Health: You know how to eat the most nutritious nutritious
Best cooking steaming less salt
Too many good things raised their mouths, and more or less resistant to poor-quality whole grains, and they can only remind themselves over and over again to eat for the sake of good health. Can you not eat both coarse and healthy foods? Fan Zhihong, an associate professor at the Food College of China Agricultural University, did not think so.
The health of coarse grains is that it is rich in various health-care ingredients and dietary fiber, with little fat and no sugar or salt. Therefore, if you want to eat whole grains healthily, you must maintain its original health characteristics. Therefore, regardless of the kind of coarse grains, cooking methods such as steaming and cooking, using less oil and less salt, are preferred. For example, millet, oats, glutinous rice, etc. are suitable for boiled porridge. However, in order to match the tastes that people are increasingly trying to make, try the following methods.

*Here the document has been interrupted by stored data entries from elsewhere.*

//! Natural language query pipeline.
//!
//! This module provides:
//! - Filter extraction from question text
//! - Structured query construction against the registry
//! - End-to-end question execution over a session

pub mod builder;
pub mod executor;
pub mod extractor;
pub mod time;
pub mod types;

pub use builder::*;
pub use executor::*;
pub use extractor::*;
pub use types::*;
//! ClimaQL: natural-language query engine for climate and disaster datasets.
//!
//! Questions are extracted into structured filters against a per-domain
//! lexicon, compiled into validated queries, and executed by a query service
//! reachable in-process or over an MCP stdio session.

pub mod config;
pub mod domain;
pub mod error;
pub mod geocode;
pub mod lexicon;
pub mod mcp;
pub mod query;
pub mod render;
pub mod session;
pub mod store;

pub use config::Config;
pub use domain::Domain;
pub use error::{ClimaqlError, Result};
pub use lexicon::{Category, Lexicon, ResolveOutcome};
pub use mcp::{run_stdio, ClimaqlServer};
pub use query::{
    AnswerResult, FilterSet, QuestionPipeline, QuestionShape, ResolvedQuery, RowResult, TimeFilter,
};
pub use session::{LocalSession, McpSession, QuerySession};
pub use store::DatasetStore;
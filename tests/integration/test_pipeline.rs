//! End-to-end question flows: free text in, rows out.

use std::collections::HashMap;
use std::sync::Arc;

use climaql::lexicon::lexicon_for;
use climaql::{DatasetStore, Domain, LocalSession, QuestionPipeline};

fn pipeline(domain: Domain, seed: &str) -> QuestionPipeline {
    let lexicon = Arc::new(lexicon_for(domain, 0.85, 0.02));
    let store = DatasetStore::open_in_memory(domain, lexicon.clone(), seed, 100).unwrap();
    let mut stores = HashMap::new();
    stores.insert(domain, Arc::new(store));
    QuestionPipeline::new(domain, lexicon, Arc::new(LocalSession::new(stores)), 100)
}

fn costs_pipeline() -> QuestionPipeline {
    let seed = r#"
        CREATE TABLE disaster_records (
            "Year" INTEGER,
            "Drought Count" INTEGER, "Drought Cost" REAL,
            "Flooding Count" INTEGER, "Flooding Cost" REAL,
            "Freeze Count" INTEGER, "Freeze Cost" REAL,
            "Severe Storm Count" INTEGER, "Severe Storm Cost" REAL,
            "Tropical Cyclone Count" INTEGER, "Tropical Cyclone Cost" REAL,
            "Wildfire Count" INTEGER, "Wildfire Cost" REAL,
            "Winter Storm Count" INTEGER, "Winter Storm Cost" REAL,
            "Total_Disaster_Count" INTEGER, "Total_Disaster_Cost" REAL
        );
        INSERT INTO disaster_records
            ("Year", "Tropical Cyclone Count", "Tropical Cyclone Cost",
             "Wildfire Count", "Wildfire Cost",
             "Total_Disaster_Count", "Total_Disaster_Cost")
        VALUES
            (1992, 1, 27.0, 0, 0.0, 4, 31.3),
            (2000, 0, 0.0, 1, 2.0, 3, 8.0),
            (2005, 3, 115.0, 1, 3.5, 9, 160.0),
            (2010, 0, 0.0, 2, 4.5, 5, 12.0),
            (2011, 1, 10.0, 3, 9.9, 14, 55.0);
    "#;
    pipeline(Domain::DisasterCosts, seed)
}

fn assistance_pipeline() -> QuestionPipeline {
    let seed = r#"
        CREATE TABLE disaster_dollar_db (
            year INTEGER, event TEXT, incident_number INTEGER,
            incident_start TEXT, incident_end TEXT, state TEXT,
            incident_type TEXT, valid_ihp_applications INTEGER,
            eligible_ihp_applications INTEGER, ihp_total REAL,
            pa_total REAL, pa_projects_count INTEGER, cdbg_dr_allocation REAL
        );
        INSERT INTO disaster_dollar_db VALUES
            (2017, 'Hurricane Harvey', 4332, '2017-08-23', '2017-09-15', 'TX',
             'Hurricane', 900000, 400000, 1500000000.0, 2300000000.0, 1200, 5000000000.0),
            (2017, 'Hurricane Irma', 4337, '2017-09-04', '2017-10-18', 'FL',
             'Hurricane', 800000, 350000, 1000000000.0, 1900000000.0, 1100, 4000000000.0),
            (2015, 'Severe Storms', 4223, '2015-05-04', '2015-06-22', 'TX',
             'Severe Storm', 50000, 20000, 80000000.0, 120000000.0, 300, 0.0);
    "#;
    pipeline(Domain::Assistance, seed)
}

#[tokio::test]
async fn costs_count_question_reads_the_year_row() {
    let answer = costs_pipeline()
        .answer("How many hurricanes were there in 1992?")
        .await
        .unwrap();
    assert!(answer.clarification.is_none());
    assert_eq!(answer.queries.len(), 1);
    // A point year reads the row as-is: Year plus the count column.
    assert_eq!(answer.results[0].rows[0][0], serde_json::json!(1992));
    assert_eq!(answer.results[0].rows[0][1], serde_json::json!(1));
}

#[tokio::test]
async fn costs_range_sums_the_cost_column() {
    let answer = costs_pipeline()
        .answer("What was the total wildfire damage from 2000 to 2010?")
        .await
        .unwrap();
    assert!(answer.clarification.is_none());
    let query = &answer.queries[0];
    assert_eq!(query.table, "disaster_records");
    assert_eq!(query.columns, vec!["Wildfire Cost"]);
    // 2.0 + 3.5 + 4.5; the 2011 row falls outside the range.
    assert_eq!(answer.results[0].rows[0][0], serde_json::json!(10.0));
}

#[tokio::test]
async fn assistance_sum_combines_all_predicates() {
    let answer = assistance_pipeline()
        .answer("What was the total IHP total for hurricanes in Texas in 2017?")
        .await
        .unwrap();
    assert!(answer.clarification.is_none());
    assert_eq!(
        answer.results[0].rows[0][0],
        serde_json::json!(1_500_000_000.0)
    );
    // The metric carries its unit through to the degraded rendering path.
    assert!(answer.prose.is_some());
}

#[tokio::test]
async fn assistance_compare_fans_out_per_state() {
    let answer = assistance_pipeline()
        .answer("Compare public assistance total for hurricanes in Texas versus Florida")
        .await
        .unwrap();
    assert!(answer.clarification.is_none());
    assert_eq!(answer.queries.len(), 2);
    let totals: Vec<&serde_json::Value> = answer
        .results
        .iter()
        .map(|r| &r.rows[0][4])
        .collect();
    assert!(totals.contains(&&serde_json::json!(2_300_000_000.0)));
    assert!(totals.contains(&&serde_json::json!(1_900_000_000.0)));
}

fn emissions_pipeline(rows: &str) -> QuestionPipeline {
    let year_columns: Vec<String> = (1970..=2024).map(|y| format!("\"{y}\" REAL")).collect();
    let seed = format!(
        r#"
        CREATE TABLE ch4_emissions (
            "Name" TEXT, "Country_code_A3" TEXT, "Substance" TEXT, {columns}
        );
        {rows}
        "#,
        columns = year_columns.join(", ")
    );
    pipeline(Domain::Emissions, &seed)
}

#[tokio::test]
async fn emissions_point_year_sums_the_country_rows() {
    let answer = emissions_pipeline(
        r#"INSERT INTO ch4_emissions ("Name", "Country_code_A3", "Substance", "2020")
           VALUES ('India', 'IND', 'CH4', 33.5);"#,
    )
    .answer("What were the total methane emissions for India in 2020?")
    .await
    .unwrap();
    assert!(answer.clarification.is_none());
    assert_eq!(answer.queries[0].table, "ch4_emissions");
    assert_eq!(answer.queries[0].columns, vec!["2020"]);
    assert_eq!(answer.results[0].rows[0][0], serde_json::json!(33.5));
}

#[tokio::test]
async fn emissions_compare_queries_each_country() {
    let answer = emissions_pipeline(
        r#"INSERT INTO ch4_emissions ("Name", "Country_code_A3", "Substance", "2019")
           VALUES ('India', 'IND', 'CH4', 30.0), ('China', 'CHN', 'CH4', 55.0);"#,
    )
    .answer("Compare methane emissions of India and China in 2019")
    .await
    .unwrap();
    assert!(answer.clarification.is_none());
    assert_eq!(answer.queries.len(), 2);
    assert!(answer.queries.iter().all(|q| q.columns == vec!["2019"]));
    let values: Vec<&serde_json::Value> = answer.results.iter().map(|r| &r.rows[0][0]).collect();
    assert!(values.contains(&&serde_json::json!(30.0)));
    assert!(values.contains(&&serde_json::json!(55.0)));
}

#[tokio::test]
async fn assistance_sum_across_two_states_keeps_both() {
    let answer = assistance_pipeline()
        .answer("What was the total IHP total for hurricanes in Texas and Florida in 2017?")
        .await
        .unwrap();
    assert!(answer.clarification.is_none());
    // One sum per state, never Texas alone.
    assert_eq!(answer.queries.len(), 2);
    let sums: Vec<&serde_json::Value> = answer.results.iter().map(|r| &r.rows[0][0]).collect();
    assert!(sums.contains(&&serde_json::json!(1_500_000_000.0)));
    assert!(sums.contains(&&serde_json::json!(1_000_000_000.0)));
}

#[tokio::test]
async fn reanalysis_month_question_narrows_by_prefix() {
    let seed = r#"
        CREATE TABLE nepal_df0 (
            "City" TEXT, "date" TEXT, "latitude" REAL, "longitude" REAL,
            "high_vegetation_cover" REAL, "surface_pressure" REAL,
            "total_ozone" REAL, "wind_speed" REAL, "skin_temperature" REAL
        );
        INSERT INTO nepal_df0 ("City", "date", "skin_temperature")
        VALUES ('Kathmandu', '1998-03-01', 288.4),
               ('Kathmandu', '1998-04-01', 291.0);
    "#;
    let answer = pipeline(Domain::Reanalysis, seed)
        .answer("What was the temperature in Kathmandu in March 1998?")
        .await
        .unwrap();
    assert!(answer.clarification.is_none());
    assert_eq!(answer.queries[0].table, "nepal_df0");
    assert_eq!(answer.results[0].row_count, 1);
    assert_eq!(answer.results[0].rows[0][2], serde_json::json!(288.4));
}

#[tokio::test]
async fn reanalysis_average_over_a_year() {
    let seed = r#"
        CREATE TABLE bangladesh_df1 (
            "City" TEXT, "date" TEXT, "latitude" REAL, "longitude" REAL,
            "uv_radiation" REAL, "snowfall" REAL, "net_thermal_radiation" REAL,
            "total_precipitation" REAL, "convective_rain_rate" REAL,
            "mean_evaporation_rate" REAL, "mean_moisture_divergence" REAL,
            "mean_precipitation_rate" REAL
        );
        INSERT INTO bangladesh_df1 ("City", "date", "total_precipitation")
        VALUES ('Dhaka', '1998-01-01', 0.25),
               ('Dhaka', '1998-07-01', 0.75),
               ('Dhaka', '1999-01-01', 9.0);
    "#;
    let answer = pipeline(Domain::Reanalysis, seed)
        .answer("What was the average rainfall in Dhaka in 1998?")
        .await
        .unwrap();
    assert!(answer.clarification.is_none());
    assert_eq!(answer.queries[0].table, "bangladesh_df1");
    assert_eq!(answer.results[0].columns, vec!["avg_total_precipitation"]);
    assert_eq!(answer.results[0].rows[0][0], serde_json::json!(0.5));
}

#[tokio::test]
async fn small_talk_gets_a_clarification_not_an_error() {
    let answer = assistance_pipeline().answer("good morning").await.unwrap();
    assert!(answer.clarification.is_some());
    assert!(answer.queries.is_empty());
    assert!(answer.results.is_empty());
}

#[tokio::test]
async fn unanchored_question_names_whats_missing() {
    let answer = assistance_pipeline()
        .answer("what happened in 2017")
        .await
        .unwrap();
    let message = answer.clarification.unwrap();
    assert!(message.contains("state") || message.contains("incident"));
}
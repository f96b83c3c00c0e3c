//! Configuration loading against real files.

use std::fs;

use climaql::{Config, Domain};

#[test]
fn file_round_trip_with_tilde_expansion() {
    let dir = tempfile::tempdir().unwrap();
    let path = dir.path().join("config.toml");
    fs::write(
        &path,
        r#"
        [datasets]
        reanalysis = "~/data/era5.db"
        emissions = "/data/edgar.db"

        [extraction]
        similarity_threshold = 0.9
        seed_locations = false

        [service]
        row_ceiling = 25

        [geocode]
        enabled = true
        user_agent = "climaql-test"
        "#,
    )
    .unwrap();

    let config = Config::from_file(&path).unwrap();
    assert_eq!(config.service.row_ceiling, 25);
    assert!(!config.extraction.seed_locations);
    assert!(config.geocode.enabled);
    assert_eq!(
        config.configured_domains(),
        vec![Domain::Reanalysis, Domain::Emissions]
    );
    let expanded = config.dataset_path(Domain::Reanalysis).unwrap();
    assert!(!expanded.to_string_lossy().starts_with('~'));
}

#[test]
fn invalid_values_are_rejected_at_load() {
    let dir = tempfile::tempdir().unwrap();
    let path = dir.path().join("config.toml");
    fs::write(&path, "[service]\nrow_ceiling = 0\n").unwrap();
    let err = Config::from_file(&path).unwrap_err();
    assert!(err.to_string().contains("row_ceiling"));
}

#[test]
fn unreadable_file_is_a_config_error() {
    assert!(Config::from_file("/nonexistent/climaql.toml").is_err());
}
//! MCP surface of the query service.

mod server;
mod tools;
mod transport;

pub use server::*;
pub use tools::*;
pub use transport::*;
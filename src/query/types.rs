//! Types for the natural language query pipeline.

use serde::{Deserialize, Serialize};

use crate::lexicon::Category;

// ============================================================================
// Filter Set (extractor output)
// ============================================================================

/// The shape of the question, driving aggregation selection.
#[derive(Debug, Clone, Copy, Default, PartialEq, Eq, Serialize, Deserialize)]
#[serde(rename_all = "snake_case")]
pub enum QuestionShape {
    /// Plain value lookup ("what was ...").
    #[default]
    Lookup,
    /// "How many ..." questions.
    Count,
    /// "Total ..." questions.
    Sum,
    /// "Average ..." questions.
    Average,
    /// Side-by-side comparison of two or more subjects.
    Compare,
}

/// A location resolved through the lexicon or the geocoder fallback.
#[derive(Debug, Clone, PartialEq, Serialize, Deserialize)]
pub struct ResolvedLocation {
    pub canonical_id: String,
    pub confidence: f32,
    /// True when the name was absent from the lexicon and confirmed by the
    /// geocoding collaborator instead.
    #[serde(default, skip_serializing_if = "std::ops::Not::not")]
    pub via_geocoder: bool,
}

/// A metric, gas or incident type resolved through the lexicon.
#[derive(Debug, Clone, PartialEq, Serialize, Deserialize)]
pub struct ResolvedCategory {
    pub canonical_id: String,
    pub category: Category,
    pub confidence: f32,
}

/// Time constraint extracted from the question.
#[derive(Debug, Clone, Copy, PartialEq, Eq, Serialize, Deserialize)]
#[serde(rename_all = "snake_case", tag = "kind")]
pub enum TimeFilter {
    Point {
        year: u16,
        #[serde(default, skip_serializing_if = "Option::is_none")]
        month: Option<u8>,
    },
    /// Inclusive on both ends.
    Range { start: u16, end: u16 },
}

impl TimeFilter {
    pub fn point(year: u16) -> Self {
        Self::Point { year, month: None }
    }

    pub fn range(start: u16, end: u16) -> Self {
        Self::Range { start, end }
    }
}

/// Numeric comparison operator.
#[derive(Debug, Clone, Copy, PartialEq, Eq, Serialize, Deserialize)]
#[serde(rename_all = "snake_case")]
pub enum CmpOp {
    Gt,
    Ge,
    Lt,
    Le,
}

/// A numeric comparison bound to a metric column.
#[derive(Debug, Clone, PartialEq, Serialize, Deserialize)]
pub struct Comparison {
    pub op: CmpOp,
    pub value: f64,
    /// Metric canonical id the comparison binds to, when one was extracted.
    #[serde(default, skip_serializing_if = "Option::is_none")]
    pub column_hint: Option<String>,
}

/// Everything the extractor recognized in one question.
#[derive(Debug, Clone, Default, PartialEq, Serialize, Deserialize)]
pub struct FilterSet {
    pub question: String,

    #[serde(default)]
    pub shape: QuestionShape,

    #[serde(default, skip_serializing_if = "Vec::is_empty")]
    pub locations: Vec<ResolvedLocation>,

    #[serde(default, skip_serializing_if = "Vec::is_empty")]
    pub categories: Vec<ResolvedCategory>,

    #[serde(default, skip_serializing_if = "Option::is_none")]
    pub time: Option<TimeFilter>,

    #[serde(default, skip_serializing_if = "Option::is_none")]
    pub comparison: Option<Comparison>,

    /// Set when an ambiguous term needs the user to pick a candidate;
    /// nothing is dispatched while this is present.
    #[serde(default, skip_serializing_if = "Option::is_none")]
    pub clarification: Option<String>,
}

impl FilterSet {
    pub fn new(question: impl Into<String>) -> Self {
        Self {
            question: question.into(),
            ..Self::default()
        }
    }

    /// No filter of any kind was recognized.
    pub fn is_empty(&self) -> bool {
        self.locations.is_empty()
            && self.categories.is_empty()
            && self.time.is_none()
            && self.comparison.is_none()
    }

    pub fn categories_of(&self, category: Category) -> Vec<&ResolvedCategory> {
        self.categories.iter().filter(|c| c.category == category).collect()
    }
}

// ============================================================================
// Resolved Query (builder output, crosses the session boundary)
// ============================================================================

/// Aggregation applied over the selected columns.
#[derive(
    Debug, Clone, Copy, Default, PartialEq, Eq, Serialize, Deserialize, schemars::JsonSchema,
)]
#[serde(rename_all = "snake_case")]
pub enum Aggregation {
    /// Plain row selection.
    #[default]
    None,
    Count,
    Sum,
    Avg,
    /// Row selection kept unaggregated for side-by-side comparison.
    List,
}

/// Predicate operator; the storage layer renders these with bound
/// parameters, never by splicing values into SQL text.
#[derive(Debug, Clone, Copy, PartialEq, Eq, Serialize, Deserialize, schemars::JsonSchema)]
#[serde(rename_all = "snake_case")]
pub enum PredicateOp {
    Eq,
    Gt,
    Ge,
    Lt,
    Le,
    /// Inclusive on both ends; value must be a pair.
    Between,
    /// Text prefix match (`LIKE ? || '%'`), used for stored date strings.
    LikePrefix,
}

/// A typed predicate value.
#[derive(Debug, Clone, PartialEq, Serialize, Deserialize, schemars::JsonSchema)]
#[serde(untagged)]
pub enum PredicateValue {
    Int(i64),
    Real(f64),
    Text(String),
    Pair(i64, i64),
}

/// One WHERE-clause predicate.
#[derive(Debug, Clone, PartialEq, Serialize, Deserialize, schemars::JsonSchema)]
pub struct Predicate {
    pub column: String,
    pub op: PredicateOp,
    pub value: PredicateValue,
}

impl Predicate {
    pub fn eq(column: impl Into<String>, value: PredicateValue) -> Self {
        Self {
            column: column.into(),
            op: PredicateOp::Eq,
            value,
        }
    }

    pub fn between(column: impl Into<String>, start: i64, end: i64) -> Self {
        Self {
            column: column.into(),
            op: PredicateOp::Between,
            value: PredicateValue::Pair(start, end),
        }
    }

    pub fn like_prefix(column: impl Into<String>, prefix: impl Into<String>) -> Self {
        Self {
            column: column.into(),
            op: PredicateOp::LikePrefix,
            value: PredicateValue::Text(prefix.into()),
        }
    }
}

/// A structured query against one registered table. This is the only query
/// representation that crosses the session boundary; the service re-validates
/// every part of it against its own registry before execution.
#[derive(Debug, Clone, PartialEq, Serialize, Deserialize, schemars::JsonSchema)]
pub struct ResolvedQuery {
    pub table: String,

    /// Columns to select, in order. Must be non-empty.
    pub columns: Vec<String>,

    #[serde(default, skip_serializing_if = "Vec::is_empty")]
    pub predicates: Vec<Predicate>,

    #[serde(default)]
    pub aggregation: Aggregation,

    /// Client-requested row cap; the service clamps it to its own ceiling.
    #[serde(default, skip_serializing_if = "Option::is_none")]
    pub limit: Option<u32>,
}

impl ResolvedQuery {
    pub fn new(table: impl Into<String>, columns: Vec<String>) -> Self {
        Self {
            table: table.into(),
            columns,
            predicates: Vec::new(),
            aggregation: Aggregation::None,
            limit: None,
        }
    }

    pub fn with_predicate(mut self, predicate: Predicate) -> Self {
        self.predicates.push(predicate);
        self
    }

    pub fn with_aggregation(mut self, aggregation: Aggregation) -> Self {
        self.aggregation = aggregation;
        self
    }

    pub fn with_limit(mut self, limit: u32) -> Self {
        self.limit = Some(limit);
        self
    }
}

// ============================================================================
// Row Result (service output)
// ============================================================================

/// Rows returned by the query service.
#[derive(Debug, Clone, Default, PartialEq, Serialize, Deserialize)]
pub struct RowResult {
    pub columns: Vec<String>,
    pub rows: Vec<Vec<serde_json::Value>>,
    pub row_count: usize,
    /// True when the row ceiling cut the result short.
    #[serde(default, skip_serializing_if = "std::ops::Not::not")]
    pub truncated: bool,
}

// ============================================================================
// Answer (pipeline output)
// ============================================================================

/// Per-stage timing, in milliseconds.
#[derive(Debug, Clone, Copy, Default, PartialEq, Serialize, Deserialize)]
pub struct AnswerStats {
    pub extract_ms: u64,
    pub query_ms: u64,
    pub render_ms: u64,
    pub total_ms: u64,
}

/// Final outcome of one question through the pipeline.
#[derive(Debug, Clone, Serialize, Deserialize)]
pub struct AnswerResult {
    pub question: String,

    pub filters: FilterSet,

    /// The structured queries that were dispatched, in order.
    #[serde(default, skip_serializing_if = "Vec::is_empty")]
    pub queries: Vec<ResolvedQuery>,

    #[serde(default, skip_serializing_if = "Vec::is_empty")]
    pub results: Vec<RowResult>,

    /// Prose rendering of the rows; absent when the renderer is disabled or
    /// failed (the rows still stand on their own).
    #[serde(default, skip_serializing_if = "Option::is_none")]
    pub prose: Option<String>,

    /// Set instead of results when the question needs clarification.
    #[serde(default, skip_serializing_if = "Option::is_none")]
    pub clarification: Option<String>,

    pub stats: AnswerStats,
}

impl AnswerResult {
    pub fn clarification(question: impl Into<String>, filters: FilterSet, message: String) -> Self {
        Self {
            question: question.into(),
            filters,
            queries: Vec::new(),
            results: Vec::new(),
            prose: None,
            clarification: Some(message),
            stats: AnswerStats::default(),
        }
    }
}

#[cfg(test)]
mod tests {
    use super::*;

    #[test]
    fn test_empty_filter_set() {
        let fs = FilterSet::new("hello");
        assert!(fs.is_empty());
        assert!(fs.clarification.is_none());
    }

    #[test]
    fn test_filter_set_with_time_is_not_empty() {
        let mut fs = FilterSet::new("storms in 2020");
        fs.time = Some(TimeFilter::point(2020));
        assert!(!fs.is_empty());
    }

    #[test]
    fn test_resolved_query_builder() {
        let q = ResolvedQuery::new("disaster_dollar_db", vec!["ihp_total".into()])
            .with_predicate(Predicate::eq("state", PredicateValue::Text("TX".into())))
            .with_predicate(Predicate::between("year", 2017, 2019))
            .with_aggregation(Aggregation::Sum)
            .with_limit(100);
        assert_eq!(q.predicates.len(), 2);
        assert_eq!(q.aggregation, Aggregation::Sum);
        assert_eq!(q.limit, Some(100));
    }

    #[test]
    fn test_resolved_query_serde_round_trip() {
        let q = ResolvedQuery::new("co2_emissions", vec!["2020".into()])
            .with_predicate(Predicate::eq("Name", PredicateValue::Text("India".into())));
        let json = serde_json::to_string(&q).unwrap();
        let back: ResolvedQuery = serde_json::from_str(&json).unwrap();
        assert_eq!(back, q);
    }

    #[test]
    fn test_predicate_value_untagged_serde() {
        let json = serde_json::to_string(&PredicateValue::Pair(2010, 2015)).unwrap();
        assert_eq!(json, "[2010,2015]");
        let back: PredicateValue = serde_json::from_str("\"TX\"").unwrap();
        assert_eq!(back, PredicateValue::Text("TX".into()));
    }

}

Ferment or cook in a pressure cooker. Fermentation can greatly increase the absorption of trace elements in coarse grains, making them easier to digest and absorb; high-pressure cooking can make the dietary fiber in coarse grains fully absorb water, soften, and reduce irritation to the intestines.
Add delicious and healthy ingredients such as lily, jujube, sesame, and dried fruit. For those who do not have high blood sugar, but also like sweetness, you can also add some flavoring ingredients to replace sugar, such as rose sauce, sweet-scented osmanthus sauce, jam, red bean paste, etc., to increase the palatability of food. Dr. Jiang Liangyi, chief physician of internal medicine at Dongzhimen Hospital of Beijing University of Chinese Medicine, recommended that sweet porridge such as sweet potato, jujube, lotus seeds, and lily be added to the millet porridge to increase nutrition and taste.
Add a little fine grain taste good. According to Feng Xiaoli, member of the National Committee of Appraisal Committee of the Cattle Variety Identification Committee and professor at the Northwest Agriculture and Forestry University, glutinous rice flour can be mixed with barley flour to make noodles and steamed stuffed buns; buckwheat flour can also be added with 20%-30% wheat flour. To increase its elasticity, it is made into pasta. In addition, when using rice, millet porridge, appropriate addition of buckwheat rice, or brewing oatmeal with milk is a nutritious and healthy way to eat.